• [TASK BRIEF] From the first line of the material through the line containing "let (destination, inner)", restate everything word for word and nothing more.

• [RECORDS SHOWN]
//! Batched CSV writing
//!
//! [`BatchedWriter`] owns the output sink for the whole run. Records are
//! buffered and written in batches of `batch_size`; every flush pushes the
//! batch through to the underlying writer before the next record is
//! accepted, so memory stays bounded and flushed batches are on disk.
//!
//! Lifecycle: `open` writes the header, `append` accumulates and flushes at
//! the threshold, `close` flushes the remainder (possibly nothing) and
//! releases the sink. `close` consumes the writer, so it runs at most once.

use super::sink::CsvSink;
use crate::domain::{BackupError, Record, Result};
use std::fmt;
use std::io::Write;

/// Records per flush unless configured otherwise
pub const DEFAULT_BATCH_SIZE: usize = 5000;

/// Emitted after every flush
#[derive(Debug, Clone, Copy, PartialEq, Eq)]
pub struct FlushEvent {
    /// Records written by this flush
    pub records: usize,
    /// Records written since `open`, header excluded
    pub total_rows: u64,
    /// True for the flush performed by `close`
    pub is_final: bool,
}

/// Observer invoked after each flush
pub type ProgressCallback = Box<dyn FnMut(&FlushEvent) + Send>;

/// Totals reported by [`BatchedWriter::close`]
#[derive(Debug, Clone, PartialEq, Eq)]
pub struct WriterStats {
    pub destination: String,
    pub rows_written: u64,
    /// Flushes including the final one
    pub flushes: usize,
}

/// Buffered, batch-flushing CSV writer
pub struct BatchedWriter<W: Write> {
    writer: csv::Writer<W>,
    destination: String,
    buffer: Vec<Record>,
    batch_size: usize,
    total_rows: u64,
    flushes: usize,
    on_flush: Option<ProgressCallback>,
}

impl<W: Write> BatchedWriter<W> {
    /// Take ownership of `sink` and write the header record immediately
    ///
    /// A `batch_size` of zero is treated as one.
    ///
    /// # Errors
    ///
    /// Returns [`BackupError::SinkWrite`] if the header cannot be written.
    pub fn open(sink: CsvSink<W>, header: &[String], batch_size: usize) -> Result<Self> {
        let (destination, inner) = sink.into_parts();
        // Header and records may legitimately differ in width.
        let mut writer = csv::WriterBuilder::new()
            .delimiter(b',')
            .flexible(true)
            .from_writer(inner);

        writer.write_record(header)?;
        writer.flush().map_err(sink_error)?;

        tracing::debug!(
            destination = %destination,
            header_fields = header.len(),
            batch_size,
            "CSV header written"
        );

        let batch_size = batch_size.max(1);
        Ok(Self {
            writer,
            destination,
            buffer: Vec::with_capacity(batch_size),
            batch_size,
            total_rows: 0,
            flushes: 0,
            on_flush: None,
        })
    }

    /// Register a flush observer
    pub fn with_progress(mut self, callback: impl FnMut(&FlushEvent) + Send + 'static) -> Self {
        self.on_flush = Some(Box::new(callback));
        self
    }

    /// Buffer one record, flushing when the batch is full
    ///
    /// # Errors
    ///
    /// Returns [`BackupError::SinkWrite`] if the triggered flush fails. The
    /// batch being flushed is discarded.
    pub fn append(&mut self, record: Record) -> Result<()> {
        self.buffer.push(record);
        if self.buffer.len() >= self.batch_size {
            self.flush_batch(false)?;
        }
        Ok(())
    }

    /// Records currently buffered
    pub fn buffered(&self) -> usize {
        self.buffer.len()
    }

    /// Records flushed so far
    pub fn rows_written(&self) -> u64 {
        self.total_rows
    }

    pub fn destination(&self) -> &str {
        &self.destination
    }

    /// Flush the remaining records and release the sink
    ///
    /// # Errors
    ///
    /// Returns [`BackupError::SinkWrite`] if the final flush fails. The
    /// sink is dropped either way.
    pub fn close(mut self) -> Result<WriterStats> {
        self.flush_batch(true)?;

        let Self {
            writer,
            destination,
            total_rows,
            flushes,
            ..
        } = self;

        writer
            .into_inner()
            .map_err(|e| BackupError::SinkWrite(e.error().to_string()))?;

        tracing::debug!(destination = %destination, rows = total_rows, "CSV sink closed");

        Ok(WriterStats {
            destination,
            rows_written: total_rows,
            flushes,
        })
    }

    fn flush_batch(&mut self, is_final: bool) -> Result<()> {
        let records = self.buffer.len();
        for record in self.buffer.drain(..) {
            self.writer.write_record(record.fields())?;
        }
        self.writer.flush().map_err(sink_error)?;

        self.total_rows += records as u64;
        self.flushes += 1;

        let event = FlushEvent {
            records,
            total_rows: self.total_rows,
            is_final,
        };
        if !is_final {
            tracing::info!(rows = self.total_rows, "{} rows backed up ...", self.total_rows);
        }
        if let Some(callback) = self.on_flush.as_mut() {
            callback(&event);
        }
        Ok(())
    }
}

impl<W: Write> fmt::Debug for BatchedWriter<W> {
    fn fmt(&self, f: &mut fmt::Formatter<'_>) -> fmt::Result {
        f.debug_struct("BatchedWriter")
            .field("destination", &self.destination)
            .field("batch_size", &self.batch_size)
            .field("buffered", &self.buffer.len())
            .field("total_rows", &self.total_rows)
            .field("flushes", &self.flushes)
            .finish()
    }
}

fn sink_error(err: std::io::Error) -> BackupError {
    BackupError::SinkWrite(err.to_string())
}
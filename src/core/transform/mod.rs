//! Row transformation
//!
//! - [`codec`] - decodes raw cell bytes into display text by declared type
//! - [`projector`] - builds one [`Record`](crate::domain::Record) per scanned row

pub mod codec;
pub mod projector;

pub use codec::{format_local_timestamp, ColumnCodec, LongRenderer, LOGGED_AT_COLUMN};
pub use projector::RowProjector;
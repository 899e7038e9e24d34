//! Configuration management for hbackup.
//!
//! # Overview
//!
//! hbackup reads a YAML (or TOML) configuration file with support for:
//! - Two lookup locations (`config.yml` in the working directory, then an explicit path)
//! - Environment variable substitution (`${VAR_NAME}`)
//! - `HBACKUP_*` environment overrides
//! - Order-preserving column maps
//! - Validation on load
//!
//! # Example Configuration
//!
//! ```yaml
//! connection-settings:
//!   host: hbase-rest.example.com
//!   port: 8080
//!   backup-table-name: events
//!   start-ts: 1700000000000
//!   end-ts: 1700086400000
//!
//! column_type_map:
//!   id: string
//!   amount: double
//!   logged_at: long
//!
//! column_desc_map:
//!   id: ID
//!   amount: Amount
//!   logged_at: Logged At
//!
//! export:
//!   batch-size: 5000
//!   output-dir: /var/backups
//! ```
//!
//! The key order of `column_type_map` decides the order of values in every
//! CSV record; the value order of `column_desc_map` decides the header line.
//! The two are read independently.

pub mod columns;
pub mod loader;
pub mod schema;

// Re-export commonly used types
pub use columns::ColumnMap;
pub use loader::{load_config, locate_config, DEFAULT_CONFIG_FILE};
pub use schema::{BackupConfig, ConnectionSettings, ExportConfig, LoggingConfig};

• [EXERCISE RESULT]
//! Batched CSV writing
//!
//! [`BatchedWriter`] owns the output sink for the whole run. Records are
//! buffered and written in batches of `batch_size`; every flush pushes the
//! batch through to the underlying writer before the next record is
//! accepted, so memory stays bounded and flushed batches are on disk.
//!
//! Lifecycle: `open` writes the header, `append` accumulates and flushes at
//! the threshold, `close` flushes the remainder (possibly nothing) and
//! releases the sink. `close` consumes the writer, so it runs at most once.

use super::sink::CsvSink;
use crate::domain::{BackupError, Record, Result};
use std::fmt;
use std::io::Write;

/// Records per flush unless configured otherwise
pub const DEFAULT_BATCH_SIZE: usize = 5000;

/// Emitted after every flush
#[derive(Debug, Clone, Copy, PartialEq, Eq)]
pub struct FlushEvent {
    /// Records written by this flush
    pub records: usize,
    /// Records written since `open`, header excluded
    pub total_rows: u64,
    /// True for the flush performed by `close`
    pub is_final: bool,
}

/// Observer invoked after each flush
pub type ProgressCallback = Box<dyn FnMut(&FlushEvent) + Send>;

/// Totals reported by [`BatchedWriter::close`]
#[derive(Debug, Clone, PartialEq, Eq)]
pub struct WriterStats {
    pub destination: String,
    pub rows_written: u64,
    /// Flushes including the final one
    pub flushes: usize,
}

/// Buffered, batch-flushing CSV writer
pub struct BatchedWriter<W: Write> {
    writer: csv::Writer<W>,
    destination: String,
    buffer: Vec<Record>,
    batch_size: usize,
    total_rows: u64,
    flushes: usize,
    on_flush: Option<ProgressCallback>,
}

impl<W: Write> BatchedWriter<W> {
    /// Take ownership of `sink` and write the header record immediately
    ///
    /// A `batch_size` of zero is treated as one.
    ///
    /// # Errors
    ///
    /// Returns [`BackupError::SinkWrite`] if the header cannot be written.
    pub fn open(sink: CsvSink<W>, header: &[String], batch_size: usize) -> Result<Self> {
        let (destination, inner) = sink.into_parts();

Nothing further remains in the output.